New Game! The Herbal Spice Problem

The Herbal Spice Problem

Dying for a cup of tea

Play the game!

Long time no post, I know. This one’s mostly an announcement thingie! Last week (was it last week? oh gosh) I published a new PICO-8 game, The Herbal Spice Problem, which I made in conjunction with fluffy.

The teal-deer: The game is a puzzle game masquerading as a parody survival platformer. You’ve crash-landed on an alien planet and you really, really need a cup of tea. Explore the randomly-generated maps to find plants to brew, before time runs out.

The initial idea for the game was all fluffy, actually, spinning off a riff of a box of tea she saw at the store. I got really excited about the idea and fluffy said she probably wouldn’t be able to make it herself for a while, so I asked if I could! I did the art and the coding, fluffy did all the sfx and the music. Which is available for listening and purchase on her bandcamp page.

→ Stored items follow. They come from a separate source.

use std::{path::PathBuf, process};

use clap::Parser;
use prereq_chain::{AnalysisError, Catalog, CycleError, PrereqGraph, RunLog};
use tracing::instrument;

use super::{GraphArgs, OutputFormat, terminal::Colorize};

/// Exit code reported when the graph contains a cycle.
const CYCLE_EXIT_CODE: i32 = 3;

#[derive(Debug, Parser)]
#[command(about = "Check that the prerequisite graph has no cycles")]
pub struct Validate {
    #[command(flatten)]
    graph: GraphArgs,

    /// Output format
    #[arg(long, value_name = "FORMAT", default_value = "table")]
    output: OutputFormat,
}

impl Validate {
    #[instrument(level = "debug", skip(self))]
    pub fn run(self, root: PathBuf) -> anyhow::Result<()> {
        let log = RunLog::start();
        let mut catalog = Catalog::open(root);
        let graph = self.graph.load(&mut catalog, &log)?;

        let cycle = match catalog.validate(&graph, &log) {
            Ok(_) => None,
            Err(AnalysisError::Cycle(cycle)) => Some(cycle),
            Err(e) => return Err(e.into()),
        };

        match self.output {
            OutputFormat::Json => Self::output_json(&graph, cycle.as_ref())?,
            OutputFormat::Table => Self::output_table(&graph, &catalog, cycle.as_ref()),
        }

        if cycle.is_some() {
            process::exit(CYCLE_EXIT_CODE);
        }
        Ok(())
    }

    fn cycle_groups(cycle: &CycleError) -> Vec<Vec<String>> {
        cycle
            .groups()
            .iter()
            .map(|group| group.iter().map(ToString::to_string).collect())
            .collect()
    }

    fn output_json(graph: &PrereqGraph, cycle: Option<&CycleError>) -> anyhow::Result<()> {
        use serde_json::json;

        let output = json!({
            "modules": graph.universe().len(),
            "groups": graph.group_count(),
            "vertices": graph.vertex_count(),
            "edges": graph.edge_count(),
            "acyclic": cycle.is_none(),
            "cycle": cycle.map(Self::cycle_groups),
        });

        println!("{}", serde_json::to_string_pretty(&output)?);
        Ok(())
    }

    fn output_table(graph: &PrereqGraph, catalog: &Catalog, cycle: Option<&CycleError>) {
        println!("Prerequisite graph");
        println!("{}", "──────────────────".dim());
        println!("Modules   {}", graph.universe().len());
        println!("Groups    {}", graph.group_count());
        println!("Vertices  {}", graph.vertex_count());
        println!("Edges     {}", graph.edge_count());
        println!();

        match cycle {
            None => println!("Cycles: {} ✅", "0".success()),
            Some(cycle) => {
                println!("Cycles: {} ⚠️", "1+".warning());
                println!("  - {}", super::format_groups(&Self::cycle_groups(cycle)));
                println!(
                    "{}",
                    format!(
                        "Graph state saved to {}.",
                        catalog.checkpoint_path().display()
                    )
                    .dim()
                );
            }
        }
    }
}
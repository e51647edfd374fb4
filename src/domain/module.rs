use std::{
    borrow::Borrow,
    collections::HashMap,
    fmt,
    hash::{Hash, Hasher},
    ops::Deref,
    str::FromStr,
    sync::LazyLock,
};

use non_empty_string::NonEmptyString;
use regex::Regex;
use serde::{Deserialize, Serialize};

/// Pattern used to pick module codes out of free text.
///
/// Two to four uppercase letters, four digits, then any number of uppercase
/// suffix letters. For example `CS1010`, `MA1101R` or `DSA1101`.
static CODE_PATTERN: LazyLock<Regex> =
    LazyLock::new(|| Regex::new(r"[A-Z]{2,4}[0-9]{4}[A-Z]*").expect("pattern is valid"));

/// A module (course) code such as `CS1010S`.
///
/// Codes coming from the module lists are taken verbatim; the only
/// requirement is that they are non-empty.
#[derive(Debug, Clone, PartialEq, Eq, PartialOrd, Ord, Serialize, Deserialize)]
#[serde(try_from = "String", into = "String")]
pub struct ModuleCode(NonEmptyString);

impl ModuleCode {
    /// Creates a new `ModuleCode`.
    ///
    /// # Errors
    ///
    /// Returns [`InvalidModuleCode`] if the string is empty.
    pub fn new(code: String) -> Result<Self, InvalidModuleCode> {
        NonEmptyString::new(code)
            .map(Self)
            .map_err(|_| InvalidModuleCode)
    }

    /// Returns the string slice.
    #[must_use]
    pub fn as_str(&self) -> &str {
        self.0.as_str()
    }

    /// Extracts every module code embedded in a free-text description.
    ///
    /// Used for preclusion and prerequisite descriptions, which are prose
    /// like `"CS1010 or its equivalent, MA1101R"`. Matching is purely
    /// textual and can both miss and invent codes.
    pub fn find_all(text: &str) -> impl Iterator<Item = Self> + '_ {
        CODE_PATTERN
            .find_iter(text)
            .map(|m| Self(NonEmptyString::new(m.as_str().to_string()).expect("matches are non-empty")))
    }
}

impl Hash for ModuleCode {
    fn hash<H: Hasher>(&self, state: &mut H) {
        // must agree with `str` so that `Borrow<str>` lookups work
        self.as_str().hash(state);
    }
}

impl Borrow<str> for ModuleCode {
    fn borrow(&self) -> &str {
        self.as_str()
    }
}

impl Deref for ModuleCode {
    type Target = str;

    fn deref(&self) -> &Self::Target {
        self.as_str()
    }
}

impl AsRef<str> for ModuleCode {
    fn as_ref(&self) -> &str {
        self.as_str()
    }
}

impl fmt::Display for ModuleCode {
    fn fmt(&self, f: &mut fmt::Formatter) -> fmt::Result {
        f.write_str(self.as_str())
    }
}

impl FromStr for ModuleCode {
    type Err = InvalidModuleCode;

    fn from_str(s: &str) -> Result<Self, Self::Err> {
        Self::new(s.to_string())
    }
}

impl TryFrom<String> for ModuleCode {
    type Error = InvalidModuleCode;

    fn try_from(value: String) -> Result<Self, Self::Error> {
        Self::new(value)
    }
}

impl From<ModuleCode> for String {
    fn from(code: ModuleCode) -> Self {
        code.0.into_inner()
    }
}

/// Error returned when a module code is empty.
#[derive(Debug, thiserror::Error, PartialEq, Eq)]
#[error("module codes must not be empty")]
pub struct InvalidModuleCode;

/// Position of a module in the sorted [`ModuleUniverse`].
///
/// The same type names both raw modules and representative vertices of the
/// contracted graph; a representative is simply the index that the
/// disjoint set currently reports as the root of a group.
#[derive(Debug, Clone, Copy, PartialEq, Eq, PartialOrd, Ord, Hash)]
pub struct ModuleIndex(u32);

impl ModuleIndex {
    /// Returns the index as a `usize`, for addressing arrays.
    #[must_use]
    pub const fn get(self) -> usize {
        self.0 as usize
    }

    /// Returns the raw `u32` value.
    #[must_use]
    pub const fn raw(self) -> u32 {
        self.0
    }

    pub(crate) const fn from_raw(raw: u32) -> Self {
        Self(raw)
    }

    /// # Panics
    ///
    /// Panics if `index` does not fit in a `u32`. Universes are bounded by
    /// [`ModuleUniverse::new`], so indices derived from one never do.
    pub(crate) fn from_usize(index: usize) -> Self {
        Self(u32::try_from(index).expect("module index exceeds u32"))
    }
}

impl fmt::Display for ModuleIndex {
    fn fmt(&self, f: &mut fmt::Formatter) -> fmt::Result {
        write!(f, "#{}", self.0)
    }
}

/// The fixed, sorted set of module codes considered in a run.
///
/// This is the single bidirectional lookup between codes and indices: the
/// index of a code is its position in sorted order, so index order and code
/// order agree.
#[derive(Debug, Clone, Default, PartialEq, Eq)]
pub struct ModuleUniverse {
    codes: Vec<ModuleCode>,
    index: HashMap<ModuleCode, ModuleIndex>,
}

impl ModuleUniverse {
    /// Builds a universe from any collection of codes. Duplicates are
    /// removed and the result is sorted.
    ///
    /// # Panics
    ///
    /// Panics if there are more than `u32::MAX` distinct codes.
    #[must_use]
    pub fn new(codes: impl IntoIterator<Item = ModuleCode>) -> Self {
        let mut codes: Vec<_> = codes.into_iter().collect();
        codes.sort();
        codes.dedup();
        assert!(
            u32::try_from(codes.len()).is_ok(),
            "module universe exceeds u32::MAX codes"
        );

        let index = codes
            .iter()
            .enumerate()
            .map(|(i, code)| (code.clone(), ModuleIndex::from_usize(i)))
            .collect();

        Self { codes, index }
    }

    /// Rebuilds a universe from codes that must already be sorted and
    /// unique, as stored in a checkpoint.
    pub(crate) fn from_sorted(codes: Vec<ModuleCode>) -> Option<Self> {
        if codes.windows(2).any(|pair| pair[0] >= pair[1]) {
            return None;
        }
        Some(Self::new(codes))
    }

    /// Looks up the index of a code. Unknown codes yield `None`.
    #[must_use]
    pub fn index_of(&self, code: &str) -> Option<ModuleIndex> {
        self.index.get(code).copied()
    }

    /// Returns the code stored at `index`.
    ///
    /// # Panics
    ///
    /// Panics if `index` does not belong to this universe.
    #[must_use]
    pub fn code(&self, index: ModuleIndex) -> &ModuleCode {
        &self.codes[index.get()]
    }

    /// Whether `code` belongs to the universe.
    #[must_use]
    pub fn contains(&self, code: &str) -> bool {
        self.index.contains_key(code)
    }

    /// Number of codes in the universe.
    #[must_use]
    pub fn len(&self) -> usize {
        self.codes.len()
    }

    /// Whether the universe has no codes.
    #[must_use]
    pub fn is_empty(&self) -> bool {
        self.codes.is_empty()
    }

    /// The codes, in index order.
    #[must_use]
    pub fn codes(&self) -> &[ModuleCode] {
        &self.codes
    }

    /// Iterates over `(index, code)` pairs in index order.
    pub fn iter(&self) -> impl Iterator<Item = (ModuleIndex, &ModuleCode)> + '_ {
        self.codes
            .iter()
            .enumerate()
            .map(|(i, code)| (ModuleIndex::from_usize(i), code))
    }
}

#[cfg(test)]
mod tests {
    use test_case::test_case;

    use super::*;

    fn code(s: &str) -> ModuleCode {
        s.parse().unwrap()
    }

    #[test]
    fn empty_code_is_rejected() {
        assert_eq!(ModuleCode::new(String::new()), Err(InvalidModuleCode));
    }

    #[test_case("CS1010 or CS1101S", &["CS1010", "CS1101S"]; "two plain codes")]
    #[test_case("DSA1101, ST2131/MA2116", &["DSA1101", "ST2131", "MA2116"]; "separators")]
    #[test_case("MA1101R and MA1102R", &["MA1101R", "MA1102R"]; "suffix letters")]
    #[test_case("A1234 or ABCDE1234", &["BCDE1234"]; "prefix length bounds")]
    #[test_case("cs1010 is lowercase", &[]; "lowercase ignored")]
    #[test_case("", &[]; "empty text")]
    fn finds_codes_in_text(text: &str, expected: &[&str]) {
        let found: Vec<_> = ModuleCode::find_all(text).collect();
        let found: Vec<&str> = found.iter().map(ModuleCode::as_str).collect();
        assert_eq!(found, expected);
    }

    #[test]
    fn universe_is_sorted_and_deduplicated() {
        let universe = ModuleUniverse::new(["MA1100", "CS2040", "CS1010", "CS2040"].map(code));

        let codes: Vec<&str> = universe.codes().iter().map(ModuleCode::as_str).collect();
        assert_eq!(codes, ["CS1010", "CS2040", "MA1100"]);
        assert_eq!(universe.len(), 3);
    }

    #[test]
    fn lookup_is_bidirectional() {
        let universe = ModuleUniverse::new(["CS2040", "CS1010"].map(code));

        for (index, code) in universe.iter() {
            assert_eq!(universe.index_of(code), Some(index));
            assert_eq!(universe.code(index), code);
        }
        assert_eq!(universe.index_of("CS1010").map(ModuleIndex::get), Some(0));
        assert_eq!(universe.index_of("CS9999"), None);
    }

    #[test]
    fn from_sorted_rejects_unsorted_input() {
        assert!(ModuleUniverse::from_sorted(vec![code("CS2040"), code("CS1010")]).is_none());
        assert!(ModuleUniverse::from_sorted(vec![code("CS1010"), code("CS1010")]).is_none());
        assert!(ModuleUniverse::from_sorted(vec![code("CS1010"), code("CS2040")]).is_some());
    }

    #[test]
    fn deserializes_from_plain_string() {
        let parsed: ModuleCode = serde_json::from_str("\"CS1231\"").unwrap();
        assert_eq!(parsed.as_str(), "CS1231");
        assert!(serde_json::from_str::<ModuleCode>("\"\"").is_err());
    }
}
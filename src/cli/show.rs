use std::path::PathBuf;

use clap::Parser;
use prereq_chain::{
    Catalog, ModuleCode, PrereqGraph, RunLog,
    domain::{AcademicYear, ModuleIndex},
};
use tracing::instrument;

use super::{GraphArgs, OutputFormat, parse_code, terminal::Colorize};

#[derive(Debug, Parser)]
#[command(about = "Show the prerequisites and dependents of a module")]
pub struct Show {
    /// Module code (e.g., CS2040)
    #[arg(value_parser = parse_code)]
    code: ModuleCode,

    #[command(flatten)]
    graph: GraphArgs,

    /// Output format
    #[arg(long, value_name = "FORMAT", default_value = "table")]
    output: OutputFormat,
}

/// A neighbouring vertex and the years the connecting edge was seen in.
#[derive(Debug, PartialEq, Eq)]
struct Neighbour {
    group: Vec<String>,
    years: Vec<AcademicYear>,
}

impl Show {
    #[instrument(level = "debug", skip(self))]
    pub fn run(self, root: PathBuf) -> anyhow::Result<()> {
        let log = RunLog::start();
        let mut catalog = Catalog::open(root);
        let graph = self.graph.load(&mut catalog, &log)?;

        let Some(vertex) = graph.vertex_of(&self.code) else {
            anyhow::bail!("Module {} is not in the catalogue", self.code);
        };

        let group = Self::group(&graph, vertex);
        let prerequisites = Self::prerequisites(&graph, vertex);
        let dependents = Self::dependents(&graph, vertex);

        match self.output {
            OutputFormat::Json => {
                Self::output_json(&self.code, &group, &prerequisites, &dependents)?;
            }
            OutputFormat::Table => {
                Self::output_table(&self.code, &group, &prerequisites, &dependents);
            }
        }
        Ok(())
    }

    fn group(graph: &PrereqGraph, vertex: ModuleIndex) -> Vec<String> {
        graph.group(vertex).into_iter().map(ToString::to_string).collect()
    }

    fn neighbour(graph: &PrereqGraph, other: ModuleIndex, from: ModuleIndex, to: ModuleIndex) -> Neighbour {
        let codes = graph.universe();
        let years = graph
            .metadata()
            .years(codes.code(from), codes.code(to))
            .map(|years| years.iter().copied().collect())
            .unwrap_or_default();
        Neighbour {
            group: Self::group(graph, other),
            years,
        }
    }

    fn prerequisites(graph: &PrereqGraph, vertex: ModuleIndex) -> Vec<Neighbour> {
        let mut neighbours: Vec<_> = graph
            .successors(vertex)
            .map(|next| Self::neighbour(graph, next, vertex, next))
            .collect();
        neighbours.sort_by(|a, b| a.group.cmp(&b.group));
        neighbours
    }

    fn dependents(graph: &PrereqGraph, vertex: ModuleIndex) -> Vec<Neighbour> {
        let mut neighbours: Vec<_> = graph
            .predecessors(vertex)
            .map(|previous| Self::neighbour(graph, previous, previous, vertex))
            .collect();
        neighbours.sort_by(|a, b| a.group.cmp(&b.group));
        neighbours
    }

    fn output_json(
        code: &ModuleCode,
        group: &[String],
        prerequisites: &[Neighbour],
        dependents: &[Neighbour],
    ) -> anyhow::Result<()> {
        use serde_json::json;

        let to_json = |neighbours: &[Neighbour]| -> Vec<serde_json::Value> {
            neighbours
                .iter()
                .map(|n| {
                    json!({
                        "group": n.group,
                        "years": n.years.iter().map(ToString::to_string).collect::<Vec<_>>(),
                    })
                })
                .collect()
        };

        let output = json!({
            "code": code.as_str(),
            "group": group,
            "prerequisites": to_json(prerequisites),
            "dependents": to_json(dependents),
        });

        println!("{}", serde_json::to_string_pretty(&output)?);
        Ok(())
    }

    fn output_table(
        code: &ModuleCode,
        group: &[String],
        prerequisites: &[Neighbour],
        dependents: &[Neighbour],
    ) {
        println!("{}", code.as_str().info());
        println!("{}", "──────".dim());
        if group.len() > 1 {
            println!("Contracted with: {}", group.join(", "));
            println!();
        }

        for (title, neighbours) in [("Prerequisites", prerequisites), ("Required by", dependents)] {
            println!("{title} ({})", neighbours.len());
            if neighbours.is_empty() {
                println!("  {}", "(none)".dim());
            }
            for neighbour in neighbours {
                let years: Vec<_> = neighbour.years.iter().map(ToString::to_string).collect();
                if years.is_empty() {
                    println!("  {{{}}}", neighbour.group.join(", "));
                } else {
                    println!(
                        "  {{{}}} {}",
                        neighbour.group.join(", "),
                        format!("[{}]", years.join(", ")).dim()
                    );
                }
            }
            println!();
        }
    }
}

It was great fun to make, even if I did finish it 98% of the way, then shelve it and forget about it for several months before publishing it… oops. There were a lot of things involved in coding this game that I hadn’t done before in any game work, let alone in the resource-limited PICO-8, which made it also a good learning experience. The map terrain, for example. I didn’t want to have to draw out the whole map: that was a pain, and also made for a boring replay experience in a game where you’re expected to die and start over several times before you manage to win. So, instead, I built “screens” of maps: 16x16 tile blocks, since it is exclusively a sidescroller (there is no up or down camera movement, just left and right), and when you start a game, it randomly selects blocks and places them next to each other until the map is wide enough.

The first time I got myself stuck halfway across the map from my ship due to the game placing two blocks next to each other that had more of a height difference than my double jump could handle was pretty embarrassing…

Another fun thing I learned was drawing the grass! This is also where I wound up generating the actual game-play plants, once I figured it out. Flat ground tiles just looked boring, you know? But you can’t layer sprites on top of each other for the map… So after the game picks and places the map blocks, I had it run through all of the map tiles (yes, all of them), look to see if any of them were ground surface tiles, and place a randomized grass sprite in the box right above it. I also had a chance selector for whether a potential-tea-plant would grow in that spot, and then an entirely separate chance table for which plant grows.

My favorite part of making the game, though, was definitely the artwork. I put a lot of thought into how to use the limited color palette and the shapes of the plants, and it seems to have paid off, from the positive responses to the look of it! Working with a super-limited palette is always a challenge. In this case, I wanted the alien planet to have a distinct color palette both from an Earthlike environment, and from the player. And the player needed to be colored so that they were easily tracked while moving. So I went with the vivid colors for the player and the more pastel for the terrain, leaving me with the great red-green look for the player and the ship, and the pleasantly alien pink/pale blue for the terrain.

The plants, I wanted to look like plants, but also not look like real plants for the most part, which was mostly a process of scribbling down pixels until I liked the look of it and then cleaning it up. (I also did mushroom trees, because I love mushroom trees.)